The proposed carbon land tax targets those areas of low productivity land in Scotland which could be locking up vast quantities of carbon each year, while improving biodiversity and stimulating rural economies.
Essentially, the proposed tax would apply in a banded system, with landowners maximising natural carbon capture on their land (through woodlands or intact peatlands, for example) exempt from the charges all together. Landowners eligible for the tax would be able to move to lower tax bands by changing land use to increase carbon capture.
A carbon land tax would be equivalent of using a sugar tax to help tackle the obesity crisis
Taxes raised would help fund natural solutions to address the climate and biodiversity crises across the country – the carbon equivalent of using a sugar tax to help tackle the obesity crisis.
Tax could reduce Scotland’s carbon emissions by up to 13m tonnes
If all land managers in Scotland maximised carbon capture of their peatlands and woodlands, we could reduce our national carbon emissions by up to 13 million tonnes of carbon dioxide (CO2e) a year – that’s equivalent to removing every single vehicle from Scottish roads.
The proposal suggests phasing in a carbon tax for large-scale landowners in every part of Scotland, starting with a pilot scheme on properties in excess of 10,000 hectares, before rolling it out to all landholdings in excess of 1,000 hectares.
A total of 93% of farms in Scotland fall under the 1,000 hectare threshold and would therefore be exempt from taxation under the current proposal. Land owned by local authorities, housing associations, community land trusts and other agencies that support essential services such as housing, schools and hospitals would also be exempt from the tax.
Scotland’s agricultural sector is important for our culture and economy.
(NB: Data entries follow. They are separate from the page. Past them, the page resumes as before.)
use std::{
    sync::{Mutex, MutexGuard, PoisonError, TryLockError},
    time::Duration,
};

use crate::{
    foundation::error::{SignError, SignResult},
    render::cancel::CancelToken,
};

const WAIT_POLL: Duration = Duration::from_millis(10);

#[derive(
    Clone, Copy, Debug, Default, PartialEq, Eq, Hash, serde::Serialize, serde::Deserialize,
)]
#[serde(rename_all = "snake_case")]
/// What a render request does when another render is running.
pub enum BusyPolicy {
    /// Fail immediately with [`SignError::Busy`].
    #[default]
    Reject,
    /// Cancel the running render and wait for it to release the slot.
    CancelInFlight,
}

#[derive(Debug, Default)]
/// Serializes access to the renderer: at most one render holds the slot at a time.
pub struct RenderSlot {
    policy: BusyPolicy,
    gate: Mutex<()>,
    current: Mutex<Option<CancelToken>>,
}

/// Held for the duration of one render; releases the slot on drop.
#[derive(Debug)]
pub struct RenderPermit<'a> {
    slot: &'a RenderSlot,
    _gate: MutexGuard<'a, ()>,
}

impl Drop for RenderPermit<'_> {
    fn drop(&mut self) {
        *self.slot.current_lock() = None;
    }
}

impl RenderSlot {
    /// A free slot using `policy`.
    pub fn new(policy: BusyPolicy) -> Self {
        Self {
            policy,
            ..Self::default()
        }
    }

    /// Configured busy policy.
    pub fn policy(&self) -> BusyPolicy {
        self.policy
    }

    /// `true` while a permit is held.
    pub fn is_busy(&self) -> bool {
        self.current_lock().is_some()
    }

    /// Claim the slot for a render cancellable through `token`.
    pub fn acquire(&self, token: &CancelToken) -> SignResult<RenderPermit<'_>> {
        let gate = match self.policy {
            BusyPolicy::Reject => match self.gate.try_lock() {
                Ok(g) => g,
                Err(TryLockError::Poisoned(p)) => p.into_inner(),
                Err(TryLockError::WouldBlock) => return Err(SignError::Busy),
            },
            BusyPolicy::CancelInFlight => loop {
                token.check()?;
                if let Some(running) = self.current_lock().as_ref() {
                    running.cancel();
                }
                match self.gate.try_lock() {
                    Ok(g) => break g,
                    Err(TryLockError::Poisoned(p)) => break p.into_inner(),
                    Err(TryLockError::WouldBlock) => std::thread::sleep(WAIT_POLL),
                }
            },
        };
        *self.current_lock() = Some(token.clone());
        Ok(RenderPermit {
            slot: self,
            _gate: gate,
        })
    }

    fn current_lock(&self) -> MutexGuard<'_, Option<CancelToken>> {
        self.current.lock().unwrap_or_else(PoisonError::into_inner)
    }
}

#[cfg(test)]
#[path = "../../tests/unit/render/slot.rs"]
mod tests;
In assessing those larger farms that may be eligible for a carbon tax, it will be necessary to avoid unintended consequences, such as replicating the experience of the industrial sector, in which carbon production was effectively exported to other parts of the world.
It would be counterproductive, for example, to increase imports of beef from countries whose agricultural practices are extremely damaging, at the expense of high quality Scottish beef.
Scottish farming must embrace change
Scotland has lost much of its carbon-rich grasslands as a result of centuries of ever-intensifying agriculture. Yet that damage can be reversed through alternative management – returning to rotational natural grazing, for example. Our remaining healthy grasslands survive only in places where traditional farming and crofting is practiced.
With the end of the common agricultural policy, the future of Scottish farming may best be secured by embracing change.
As Donald MacKinnon, the chair of the Scottish Crofting Federation, recently pointed out: “The climate emergency is going to dominate all we do and crofters have an important part to play, having a very sound record in good management of our environment.
“A significant proportion of high nature value areas in Scotland are under crofting tenure, for example the machair, known for its incredible biodiversity, and peatlands, which are the best ecosystem for sequestering carbon. Crofting is starting from a good position, but we can always do more to reduce our greenhouse gas emissions.”